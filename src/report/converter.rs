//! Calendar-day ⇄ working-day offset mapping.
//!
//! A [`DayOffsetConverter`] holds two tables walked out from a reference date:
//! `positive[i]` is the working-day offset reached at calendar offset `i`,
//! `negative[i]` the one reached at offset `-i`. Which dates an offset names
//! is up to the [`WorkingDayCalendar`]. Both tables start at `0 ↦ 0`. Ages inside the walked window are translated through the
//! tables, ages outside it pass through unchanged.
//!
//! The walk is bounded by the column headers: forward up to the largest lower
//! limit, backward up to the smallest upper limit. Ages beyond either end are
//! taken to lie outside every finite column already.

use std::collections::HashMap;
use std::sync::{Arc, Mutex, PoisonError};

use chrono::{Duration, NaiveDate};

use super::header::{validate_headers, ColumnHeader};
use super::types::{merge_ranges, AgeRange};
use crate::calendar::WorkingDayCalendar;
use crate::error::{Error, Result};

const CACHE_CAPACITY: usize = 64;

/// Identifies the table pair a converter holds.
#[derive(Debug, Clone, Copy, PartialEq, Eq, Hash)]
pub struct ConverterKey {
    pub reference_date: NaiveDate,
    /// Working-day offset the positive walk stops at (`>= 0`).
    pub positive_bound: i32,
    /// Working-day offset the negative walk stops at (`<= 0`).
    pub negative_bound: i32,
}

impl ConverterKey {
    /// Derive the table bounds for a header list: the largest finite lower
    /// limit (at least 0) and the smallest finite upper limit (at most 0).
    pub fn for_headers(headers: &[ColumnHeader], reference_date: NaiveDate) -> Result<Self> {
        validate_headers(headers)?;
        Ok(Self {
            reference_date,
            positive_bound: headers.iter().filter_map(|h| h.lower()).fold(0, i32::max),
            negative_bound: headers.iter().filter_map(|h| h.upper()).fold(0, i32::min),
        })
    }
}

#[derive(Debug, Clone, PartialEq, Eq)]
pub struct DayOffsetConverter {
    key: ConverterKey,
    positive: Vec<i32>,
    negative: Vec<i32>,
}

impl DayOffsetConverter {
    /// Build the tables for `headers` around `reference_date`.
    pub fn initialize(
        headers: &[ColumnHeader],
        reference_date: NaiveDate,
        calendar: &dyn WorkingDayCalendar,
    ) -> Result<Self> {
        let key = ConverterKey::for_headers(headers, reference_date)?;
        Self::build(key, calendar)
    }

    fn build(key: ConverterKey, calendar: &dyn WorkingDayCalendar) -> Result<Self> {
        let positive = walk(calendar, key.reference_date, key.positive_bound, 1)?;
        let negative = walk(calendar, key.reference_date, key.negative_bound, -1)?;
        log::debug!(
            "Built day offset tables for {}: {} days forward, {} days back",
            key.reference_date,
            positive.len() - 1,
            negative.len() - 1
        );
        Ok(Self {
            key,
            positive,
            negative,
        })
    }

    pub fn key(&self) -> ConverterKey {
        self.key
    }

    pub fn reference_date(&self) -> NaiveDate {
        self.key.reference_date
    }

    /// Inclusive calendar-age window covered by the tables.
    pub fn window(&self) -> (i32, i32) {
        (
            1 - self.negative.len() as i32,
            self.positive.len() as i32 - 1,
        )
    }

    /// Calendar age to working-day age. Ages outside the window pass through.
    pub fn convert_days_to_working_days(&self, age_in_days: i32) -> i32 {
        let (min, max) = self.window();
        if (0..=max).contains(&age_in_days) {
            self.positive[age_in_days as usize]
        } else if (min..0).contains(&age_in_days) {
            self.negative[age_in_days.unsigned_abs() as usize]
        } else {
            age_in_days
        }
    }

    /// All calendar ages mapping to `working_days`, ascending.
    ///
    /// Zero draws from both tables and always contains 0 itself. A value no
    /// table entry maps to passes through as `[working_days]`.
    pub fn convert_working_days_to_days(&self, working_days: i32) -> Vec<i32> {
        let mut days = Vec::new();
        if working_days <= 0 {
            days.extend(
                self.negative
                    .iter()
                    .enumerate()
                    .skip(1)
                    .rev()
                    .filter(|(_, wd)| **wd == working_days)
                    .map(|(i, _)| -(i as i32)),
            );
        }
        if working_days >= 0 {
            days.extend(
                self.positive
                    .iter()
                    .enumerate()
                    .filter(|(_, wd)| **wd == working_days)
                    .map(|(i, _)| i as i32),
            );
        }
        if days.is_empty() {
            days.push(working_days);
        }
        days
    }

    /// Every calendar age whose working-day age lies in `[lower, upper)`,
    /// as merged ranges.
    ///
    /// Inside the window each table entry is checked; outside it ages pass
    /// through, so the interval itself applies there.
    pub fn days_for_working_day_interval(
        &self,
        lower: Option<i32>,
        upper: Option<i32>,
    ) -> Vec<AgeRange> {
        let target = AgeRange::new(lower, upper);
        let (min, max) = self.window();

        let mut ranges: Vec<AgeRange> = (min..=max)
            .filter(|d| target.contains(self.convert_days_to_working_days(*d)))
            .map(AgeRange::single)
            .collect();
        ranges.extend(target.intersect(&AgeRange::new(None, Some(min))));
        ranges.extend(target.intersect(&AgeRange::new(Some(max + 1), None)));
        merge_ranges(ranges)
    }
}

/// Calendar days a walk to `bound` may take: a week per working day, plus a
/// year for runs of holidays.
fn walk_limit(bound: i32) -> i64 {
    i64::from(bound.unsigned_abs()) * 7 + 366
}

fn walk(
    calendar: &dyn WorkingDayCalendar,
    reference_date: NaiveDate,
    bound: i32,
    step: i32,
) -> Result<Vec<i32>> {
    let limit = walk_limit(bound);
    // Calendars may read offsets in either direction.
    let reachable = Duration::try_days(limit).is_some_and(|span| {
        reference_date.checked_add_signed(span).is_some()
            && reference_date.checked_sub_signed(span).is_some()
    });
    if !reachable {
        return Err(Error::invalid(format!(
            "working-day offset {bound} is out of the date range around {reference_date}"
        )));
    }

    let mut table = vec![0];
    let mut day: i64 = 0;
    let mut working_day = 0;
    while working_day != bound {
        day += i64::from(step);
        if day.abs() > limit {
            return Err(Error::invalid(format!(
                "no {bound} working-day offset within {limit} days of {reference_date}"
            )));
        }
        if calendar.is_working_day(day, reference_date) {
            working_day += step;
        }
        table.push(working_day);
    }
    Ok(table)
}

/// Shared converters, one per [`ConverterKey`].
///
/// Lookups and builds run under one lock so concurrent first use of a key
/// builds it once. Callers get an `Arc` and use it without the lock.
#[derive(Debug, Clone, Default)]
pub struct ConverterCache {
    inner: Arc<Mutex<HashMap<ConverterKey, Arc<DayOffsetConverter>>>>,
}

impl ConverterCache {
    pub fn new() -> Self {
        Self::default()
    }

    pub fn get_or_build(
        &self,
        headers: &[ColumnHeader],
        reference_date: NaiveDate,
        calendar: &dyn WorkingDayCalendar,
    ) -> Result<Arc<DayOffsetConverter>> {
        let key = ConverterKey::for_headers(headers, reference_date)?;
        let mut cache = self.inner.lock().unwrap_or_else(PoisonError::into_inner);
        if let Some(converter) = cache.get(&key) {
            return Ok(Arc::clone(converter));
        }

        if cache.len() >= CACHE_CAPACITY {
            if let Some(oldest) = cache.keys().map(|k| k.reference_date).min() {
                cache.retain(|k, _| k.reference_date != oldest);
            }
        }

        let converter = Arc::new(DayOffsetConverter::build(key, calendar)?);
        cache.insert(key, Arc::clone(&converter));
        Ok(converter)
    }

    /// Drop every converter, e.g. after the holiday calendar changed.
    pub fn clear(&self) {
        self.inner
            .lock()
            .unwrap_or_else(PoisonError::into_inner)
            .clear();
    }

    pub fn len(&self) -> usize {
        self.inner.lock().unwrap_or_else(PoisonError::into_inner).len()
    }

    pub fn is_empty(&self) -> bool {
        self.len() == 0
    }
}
==
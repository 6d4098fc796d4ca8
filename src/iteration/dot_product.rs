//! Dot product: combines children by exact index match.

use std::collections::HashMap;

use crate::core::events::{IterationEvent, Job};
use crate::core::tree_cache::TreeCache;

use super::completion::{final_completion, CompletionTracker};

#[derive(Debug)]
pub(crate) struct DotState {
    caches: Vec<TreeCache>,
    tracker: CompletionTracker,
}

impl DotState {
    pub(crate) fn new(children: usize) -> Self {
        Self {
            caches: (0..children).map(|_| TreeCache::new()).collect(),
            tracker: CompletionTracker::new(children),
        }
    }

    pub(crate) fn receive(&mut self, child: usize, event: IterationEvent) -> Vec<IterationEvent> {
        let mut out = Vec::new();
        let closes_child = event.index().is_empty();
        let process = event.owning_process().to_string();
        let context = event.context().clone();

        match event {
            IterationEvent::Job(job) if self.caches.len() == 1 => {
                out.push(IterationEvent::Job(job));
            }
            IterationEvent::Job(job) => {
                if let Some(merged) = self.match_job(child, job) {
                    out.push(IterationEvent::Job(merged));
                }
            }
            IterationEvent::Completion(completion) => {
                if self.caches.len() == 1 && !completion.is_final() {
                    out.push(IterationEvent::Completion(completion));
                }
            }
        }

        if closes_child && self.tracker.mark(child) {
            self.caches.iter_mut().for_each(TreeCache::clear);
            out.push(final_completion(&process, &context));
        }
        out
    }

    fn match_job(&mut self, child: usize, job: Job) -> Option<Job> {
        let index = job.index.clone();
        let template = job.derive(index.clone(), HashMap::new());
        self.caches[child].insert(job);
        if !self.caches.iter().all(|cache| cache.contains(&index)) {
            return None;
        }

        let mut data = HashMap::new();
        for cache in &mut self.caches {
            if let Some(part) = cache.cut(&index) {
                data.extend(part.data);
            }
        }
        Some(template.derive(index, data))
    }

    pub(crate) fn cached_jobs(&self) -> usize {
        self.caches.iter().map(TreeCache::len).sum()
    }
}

> _Work task_
Copy exactly the stretch of data above from the line with "finite column already." through the line with "a converter holds.", and omit all other lines.

> _Solution for this problem_
//! taken to lie outside every finite column already.

use std::collections::HashMap;
use std::sync::{Arc, Mutex, PoisonError};

use chrono::{Duration, NaiveDate};

use super::header::{validate_headers, ColumnHeader};
use super::types::{merge_ranges, AgeRange};
use crate::calendar::WorkingDayCalendar;
use crate::error::{Error, Result};

const CACHE_CAPACITY: usize = 64;

/// Identifies the table pair a converter holds.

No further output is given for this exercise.